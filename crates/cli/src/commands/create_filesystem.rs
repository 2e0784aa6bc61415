//! create-filesystem command
//!
//! Creates a new filesystem in the storage account.

use clap::Args;
use dlk_core::{path::validate_filesystem_name, PathStore as _};
use serde::Serialize;

use crate::exit_code::ExitCode;
use crate::output::{Formatter, OutputConfig};

use super::{connect, fail, ConnectionArgs};

/// Create a filesystem
#[derive(Args, Debug)]
pub struct CreateFilesystemArgs {
    /// Filesystem name
    #[arg(short = 'f', long)]
    pub filesystem: String,
}

#[derive(Debug, Serialize)]
struct CreateFilesystemOutput {
    status: &'static str,
    filesystem: String,
}

/// Execute the create-filesystem command
pub async fn execute(
    args: CreateFilesystemArgs,
    conn: &ConnectionArgs,
    output_config: OutputConfig,
) -> ExitCode {
    let formatter = Formatter::new(output_config);

    if let Err(e) = validate_filesystem_name(&args.filesystem) {
        return fail(&formatter, &e);
    }

    let client = match connect(conn).await {
        Ok(c) => c,
        Err(e) => return fail(&formatter, &e),
    };

    match client.create_filesystem(&args.filesystem).await {
        Ok(()) => {
            if formatter.is_json() {
                formatter.json(&CreateFilesystemOutput {
                    status: "success",
                    filesystem: args.filesystem,
                });
            } else {
                formatter.success(&format!("Filesystem '{}' created.", args.filesystem));
            }
            ExitCode::Success
        }
        Err(dlk_core::Error::Conflict(_)) => {
            formatter.error(&format!("Filesystem '{}' already exists", args.filesystem));
            ExitCode::Conflict
        }
        Err(e) => fail(&formatter, &e),
    }
}
//! Progress bar utilities for transfer operations
//!
//! Provides consistent progress indication for uploads and downloads.
//! In quiet, JSON, or no-progress mode the bar is suppressed entirely.

use super::OutputConfig;

/// Progress bar wrapper
#[derive(Debug)]
pub struct ProgressBar {
    bar: Option<indicatif::ProgressBar>,
}

impl ProgressBar {
    /// Create a new progress bar with the given total size in bytes
    pub fn new(config: &OutputConfig, total: u64) -> Self {
        let bar = if config.quiet || config.json || config.no_progress {
            None
        } else {
            let bar = indicatif::ProgressBar::new(total);
            bar.set_style(
                indicatif::ProgressStyle::default_bar()
                    .template("{spinner:.green} [{bar:40.cyan/blue}] {bytes}/{total_bytes} ({eta})")
                    .expect("valid template")
                    .progress_chars("#>-"),
            );
            Some(bar)
        };

        Self { bar }
    }

    /// Create a spinner for indeterminate progress
    pub fn spinner(config: &OutputConfig, message: &str) -> Self {
        let bar = if config.quiet || config.json || config.no_progress {
            None
        } else {
            let bar = indicatif::ProgressBar::new_spinner();
            bar.set_style(
                indicatif::ProgressStyle::default_spinner()
                    .template("{spinner:.green} {msg} {bytes}")
                    .expect("valid template"),
            );
            bar.set_message(message.to_string());
            bar.enable_steady_tick(std::time::Duration::from_millis(100));
            Some(bar)
        };

        Self { bar }
    }

    /// Increment progress
    pub fn inc(&self, delta: u64) {
        if let Some(bar) = &self.bar {
            bar.inc(delta);
        }
    }

    /// Finish and clear the progress bar
    pub fn finish_and_clear(&self) {
        if let Some(bar) = &self.bar {
            bar.finish_and_clear();
        }
    }

    /// Check if the progress bar is visible
    pub fn is_visible(&self) -> bool {
        self.bar.is_some()
    }
}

• **ACTIVITY**: Retype exactly. Start at the line with "pub fn finish_and_clear(&self)" and stop at the last line of the data.

• **RESPONSE BOX**:
    pub fn finish_and_clear(&self) {
        if let Some(bar) = &self.bar {
            bar.finish_and_clear();
        }
    }

    /// Check if the progress bar is visible
    pub fn is_visible(&self) -> bool {
        self.bar.is_some()
    }
}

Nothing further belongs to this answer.